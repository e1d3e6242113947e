use std::sync::Arc;

use log::debug;
use parking_lot::RwLock;

use crate::{StorageError, StorageResult, Tuple, TupleAddress, TupleSchema, Value};

/// A row that moved from `old` to `new`. Every index over the store must be
/// told through `set_entry_to_new_address`.
#[derive(Debug, Clone, Copy, PartialEq, Eq)]
pub struct Relocation {
    pub old: TupleAddress,
    pub new: TupleAddress,
}

struct RowStoreState {
    slots: Vec<Option<Vec<u8>>>,
    free_list: Vec<usize>,
    live: usize,
}

impl RowStoreState {
    fn allocate(&mut self, data: Vec<u8>) -> usize {
        self.live += 1;
        if let Some(slot) = self.free_list.pop() {
            self.slots[slot] = Some(data);
            slot
        } else {
            self.slots.push(Some(data));
            self.slots.len() - 1
        }
    }

    fn slot_of(&self, address: TupleAddress) -> StorageResult<usize> {
        let slot = (address.0 as usize).wrapping_sub(1);
        match self.slots.get(slot) {
            Some(Some(_)) => Ok(slot),
            _ => Err(StorageError::UnknownAddress(address)),
        }
    }
}

fn address_of(slot: usize) -> TupleAddress {
    TupleAddress(slot as u64 + 1)
}

/// Slot-based in-memory row storage handing out stable addresses.
///
/// Rows only move when `relocate` or `compact` is called, and both report
/// every move to the caller.
#[derive(Clone)]
pub struct RowStore {
    schema: Arc<TupleSchema>,
    inner: Arc<RwLock<RowStoreState>>,
}

impl RowStore {
    /// Creates an empty store for rows of `schema`.
    pub fn new(schema: Arc<TupleSchema>) -> Self {
        let state = RowStoreState {
            slots: Vec::new(),
            free_list: Vec::new(),
            live: 0,
        };
        Self {
            schema,
            inner: Arc::new(RwLock::new(state)),
        }
    }

    pub fn schema(&self) -> &Arc<TupleSchema> {
        &self.schema
    }

    /// Encodes and stores a row, returning it tagged with its address.
    pub fn insert(&self, values: &[Value]) -> StorageResult<Tuple> {
        let tuple = Tuple::from_values(self.schema.clone(), values)?;
        let slot = self.inner.write().allocate(tuple.data().to_vec());
        Ok(tuple.with_address(address_of(slot)))
    }

    /// Returns the row stored at `address`.
    pub fn get(&self, address: TupleAddress) -> Option<Tuple> {
        let state = self.inner.read();
        let slot = state.slot_of(address).ok()?;
        let data = state.slots[slot].clone()?;
        Tuple::from_bytes(self.schema.clone(), data)
            .ok()
            .map(|t| t.with_address(address))
    }

    /// Overwrites a row in place; the address does not change.
    pub fn update(&self, address: TupleAddress, values: &[Value]) -> StorageResult<Tuple> {
        let tuple = Tuple::from_values(self.schema.clone(), values)?;
        let mut state = self.inner.write();
        let slot = state.slot_of(address)?;
        state.slots[slot] = Some(tuple.data().to_vec());
        Ok(tuple.with_address(address))
    }

    /// Removes a row and returns its last image.
    pub fn remove(&self, address: TupleAddress) -> StorageResult<Tuple> {
        let mut state = self.inner.write();
        let slot = state.slot_of(address)?;
        let data = state.slots[slot]
            .take()
            .ok_or(StorageError::UnknownAddress(address))?;
        state.free_list.push(slot);
        state.live -= 1;
        Ok(Tuple::from_bytes(self.schema.clone(), data)?.with_address(address))
    }

    /// Moves one row to a different slot.
    pub fn relocate(&self, address: TupleAddress) -> StorageResult<Relocation> {
        let mut state = self.inner.write();
        let slot = state.slot_of(address)?;
        let data = state.slots[slot]
            .take()
            .ok_or(StorageError::UnknownAddress(address))?;
        state.live -= 1;
        // allocate before freeing so the row cannot land in its own slot
        let new_slot = state.allocate(data);
        state.free_list.push(slot);
        Ok(Relocation {
            old: address,
            new: address_of(new_slot),
        })
    }

    /// Packs rows into the lowest slots and drops trailing empty slots.
    pub fn compact(&self) -> Vec<Relocation> {
        let mut state = self.inner.write();
        let holes: Vec<usize> = state
            .slots
            .iter()
            .enumerate()
            .filter(|(_, s)| s.is_none())
            .map(|(i, _)| i)
            .collect();

        let mut relocations = Vec::new();
        let mut high = state.slots.len();
        for hole in holes {
            while high > 0 && state.slots[high - 1].is_none() {
                high -= 1;
            }
            if hole >= high {
                break;
            }
            let row = state.slots[high - 1].take();
            state.slots[hole] = row;
            relocations.push(Relocation {
                old: address_of(high - 1),
                new: address_of(hole),
            });
            high -= 1;
        }
        while matches!(state.slots.last(), Some(None)) {
            state.slots.pop();
        }
        state.free_list.clear();
        debug!(
            "compacted row store: {} rows moved, {} live",
            relocations.len(),
            state.live
        );
        relocations
    }

    /// Returns the number of live rows.
    pub fn len(&self) -> usize {
        self.inner.read().live
    }

    pub fn is_empty(&self) -> bool {
        self.len() == 0
    }

    /// Returns every live address in slot order.
    pub fn addresses(&self) -> Vec<TupleAddress> {
        self.inner
            .read()
            .slots
            .iter()
            .enumerate()
            .filter(|(_, s)| s.is_some())
            .map(|(i, _)| address_of(i))
            .collect()
    }
}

■ **ABOUT THIS EXERCISE**
Look through the entries above. Copy out every line holding the word "Option".

■ **TASK RESPONSE**
    slots: Vec<Option<Vec<u8>>>,
    pub fn get(&self, address: TupleAddress) -> Option<Tuple> {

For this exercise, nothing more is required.